Meat – From the Videos that We Watch to the Plates from which We Eat | Teen Ink

Meat – From the Videos that We Watch to the Plates from which We Eat

December 27, 2012
By Sarah Rodeo PLATINUM, New York, New York
Sarah Rodeo PLATINUM, New York, New York
49 articles 0 photos 0 comments

Let’s explore an extremely popular medium of media in which we see meat, meat and more meat – film. Whether on TV, in movies or online, images of animal carcass are everywhere. Here, I will examine examples of appearances of meat in videos and look at the effects that they have on the people watching them.

The first type of video in which we constantly see meat is commercials. We are all extremely familiar with commercials of happy couples enjoying Big Macs while their kids play on the McDonald’s slide in the background, or KFC commercials of “mouthwatering” pieces of fried chicken being slowly ripped apart over a steaming grill. These commercials successfully appeal to the millions of people watching them, and they turn every single one of them, in some way another, to meat.

Another place where we see meat all the time is in movies and TV shows. Animal food products may almost never be the main focus, but they are there – such as turkey on the plates of the Bernstein Bears during their Thanksgiving dinner, or the chicken sandwich in Lindsay Lohan’s hand while she eats lunch with the popular clique in Mean Girls. These images in popular culture propagate the standard that infiltrates into the subconscious of the American public – that eating meat is an unquestionably-normal part of everyday life.

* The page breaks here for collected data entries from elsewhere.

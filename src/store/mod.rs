//! Record store for mapsel
//!
//! Persists the imported library using sled as the embedded database backend.
//!
//! Uses three sled trees:
//! - `meta`: schema version
//! - `sets`: load sequence number -> record set
//! - `groups`: 1-based ordinal -> group
//!
//! The store is only touched at startup (to load the library) and on import.
//! Interactive sessions hand it to a [`LibraryWorker`] so all reads and
//! writes happen on a single thread.

use crate::library::{Group, GroupMap, NameComparison, RecordSet};
use sled::{Db, Tree};
use std::path::Path;

pub mod dump;
pub mod error;
pub mod types;
pub mod worker;

pub use dump::LibraryDump;
pub use error::StoreError;
pub use types::{GroupKey, SetKey};
pub use worker::LibraryWorker;

/// Version of the on-disk layout
pub const SCHEMA_VERSION: u32 = 1;

const SCHEMA_KEY: &[u8] = b"schema_version";

/// Result of importing a dump
#[derive(Debug, Clone, Copy, Default, PartialEq, Eq)]
pub struct ImportSummary {
    pub sets: usize,
    pub records: usize,
    pub groups: usize,
}

/// Store wrapper that encapsulates all database operations
pub struct Library {
    db: Db,
    meta: Tree,
    sets: Tree,
    groups: Tree,
}

impl Library {
    /// Opens or creates a library at the specified path
    ///
    /// # Examples
    /// ```no_run
    /// use mapsel::store::Library;
    /// let library = Library::open("my_library").unwrap();
    /// println!("{} sets", library.count_sets());
    /// ```
    ///
    /// # Errors
    ///
    /// Returns `StoreError` if the database cannot be opened, and
    /// `StoreError::SchemaMismatch` if it was written with another layout.
    pub fn open<P: AsRef<Path>>(path: P) -> Result<Self, StoreError> {
        let db = sled::open(path)?;
        let meta = db.open_tree("meta")?;
        let sets = db.open_tree(SetKey::TREE)?;
        let groups = db.open_tree(GroupKey::TREE)?;

        match meta.get(SCHEMA_KEY)? {
            Some(raw) => {
                let found: u32 = types::decode(&raw)?;
                if found != SCHEMA_VERSION {
                    return Err(StoreError::SchemaMismatch {
                        found,
                        expected: SCHEMA_VERSION,
                    });
                }
            }
            None => {
                meta.insert(SCHEMA_KEY, types::encode(&SCHEMA_VERSION)?)?;
            }
        }

        Ok(Self {
            db,
            meta,
            sets,
            groups,
        })
    }

    /// Append a record set, returning its sequence key
    ///
    /// # Errors
    ///
    /// Returns `StoreError` if id generation, encoding or the write fails.
    pub fn insert_set(&self, set: &RecordSet) -> Result<SetKey, StoreError> {
        let key = SetKey(self.db.generate_id()?);
        self.sets.insert(key.to_bytes(), types::encode(set)?)?;
        Ok(key)
    }

    /// Append a group after the existing ones
    ///
    /// # Errors
    ///
    /// Returns `StoreError` if reading the last key, encoding or the write fails.
    pub fn insert_group(&self, group: &Group) -> Result<GroupKey, StoreError> {
        let next = match self.groups.last()? {
            Some((key, _)) => GroupKey::from_bytes(&key)?.0 + 1,
            None => 1,
        };
        let key = GroupKey(next);
        self.groups.insert(key.to_bytes(), types::encode(group)?)?;
        Ok(key)
    }

    /// Replace all groups, numbering them from 1 in the given order
    ///
    /// # Errors
    ///
    /// Returns `StoreError` if clearing, encoding or a write fails.
    pub fn replace_groups(&self, groups: &[Group]) -> Result<(), StoreError> {
        self.groups.clear()?;
        for (ordinal, group) in (1u32..).zip(groups) {
            self.groups
                .insert(GroupKey(ordinal).to_bytes(), types::encode(group)?)?;
        }
        Ok(())
    }

    /// Load all record sets in insertion order
    ///
    /// Empty sets are skipped; a set without records cannot be selected.
    ///
    /// # Errors
    ///
    /// Returns `StoreError` if iteration or decoding fails.
    pub fn load_sets(&self) -> Result<Vec<RecordSet>, StoreError> {
        let mut sets = Vec::with_capacity(self.sets.len());
        for result in &self.sets {
            let (key, value) = result?;
            let set: RecordSet = types::decode(&value)?;
            if set.is_empty() {
                log::warn!(
                    "Skipping empty record set '{}' (key {})",
                    set.title,
                    SetKey::from_bytes(&key)?.0
                );
                continue;
            }
            sets.push(set);
        }
        Ok(sets)
    }

    /// Load all groups in ordinal order
    ///
    /// # Errors
    ///
    /// Returns `StoreError` if iteration or decoding fails.
    pub fn load_groups(&self) -> Result<Vec<Group>, StoreError> {
        self.groups
            .iter()
            .map(|result| {
                let (_, value) = result?;
                types::decode(&value)
            })
            .collect()
    }

    /// Load the groups keyed for resolution
    ///
    /// # Errors
    ///
    /// Returns `StoreError` if loading the groups fails.
    pub fn load_group_map(&self, comparison: NameComparison) -> Result<GroupMap, StoreError> {
        Ok(GroupMap::build(self.load_groups()?, comparison))
    }

    #[must_use]
    pub fn count_sets(&self) -> usize {
        self.sets.len()
    }

    #[must_use]
    pub fn count_groups(&self) -> usize {
        self.groups.len()
    }

    /// Count records across all sets
    ///
    /// # Errors
    ///
    /// Returns `StoreError` if iteration or decoding fails.
    pub fn count_records(&self) -> Result<usize, StoreError> {
        self.sets.iter().try_fold(0, |acc, result| {
            let (_, value) = result?;
            let set: RecordSet = types::decode(&value)?;
            Ok(acc + set.len())
        })
    }

    /// Replace the whole library with the contents of a dump
    ///
    /// # Errors
    ///
    /// Returns `StoreError` if clearing or any write fails.
    pub fn import_dump(&self, dump: LibraryDump) -> Result<ImportSummary, StoreError> {
        self.clear()?;

        let mut summary = ImportSummary::default();
        for dump_set in dump.sets {
            let set = dump_set.into_set();
            if set.is_empty() {
                log::warn!("Not importing empty record set '{}'", set.title);
                continue;
            }
            summary.records += set.len();
            summary.sets += 1;
            self.insert_set(&set)?;
        }

        self.replace_groups(&dump.groups)?;
        summary.groups = dump.groups.len();
        self.flush()?;

        log::info!(
            "Imported {} records in {} sets and {} groups",
            summary.records,
            summary.sets,
            summary.groups
        );
        Ok(summary)
    }

    /// Remove all sets and groups, keeping the schema marker
    ///
    /// # Errors
    ///
    /// Returns `StoreError` if a clear operation fails.
    pub fn clear(&self) -> Result<(), StoreError> {
        self.sets.clear()?;
        self.groups.clear()?;
        Ok(())
    }

    /// Flush all pending writes to disk
    ///
    /// # Errors
    ///
    /// Returns `StoreError` if the flush operation fails.
    pub fn flush(&self) -> Result<(), StoreError> {
        self.db.flush()?;
        Ok(())
    }

    /// Schema version recorded in the store
    ///
    /// # Errors
    ///
    /// Returns `StoreError` if the marker cannot be read.
    pub fn schema_version(&self) -> Result<Option<u32>, StoreError> {
        self.meta
            .get(SCHEMA_KEY)?
            .map(|raw| types::decode(&raw))
            .transpose()
    }
}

Sometimes, though, animal food products do play more of a part in the plot of a TV show or movie. For example, in one episode of the popular TV show Hannah Montana, Jackson and Oliver create a food called “cheese jerky” (which is exactly what it’s named), and tons of people flock to it when they sell it. This episode gives the thousands of kids watching it an entirely new meat product to make and eat.

This leads us to the next step – meat as a form of entertainment. The most repulsive example of this are the videos made by EpicMealTime, in which a group of young “men” make mind-blowingly-gigantic meat dishes that contain tens of thousands of calories and hundreds of grams of fat. They then proceed to eat them. Some of these delicacies include huge chocolate cakes containing pig hearts, 50-pound cheeseburgers, or entire pigs stuffed with bacon, sausage, ground beef and ham. Many people find these videos to be absolutely nauseating; I am personally at a loss for words to describe how much they revolt me.

To me, it is so disheartening that meat is all over popular entertainment. When people look at a slice of meat, they should think about the agony of that dying animal, the carbon dioxide emissions that it took to raise that animal, the meat’s saturated fat and cholesterol content, and the chemicals that were pumped into it. I’m frustrated and devastated that when people see meat on TV, they think “yum!”, or that when they see men making and eating 50-pound cheeseburgers, they think “haha!”
I often despair: in a world full of people with close-minded, ignorant and/or insensitive views, how can I even SUGGEST that the arguments of a meat-free diet might just have some validity to them?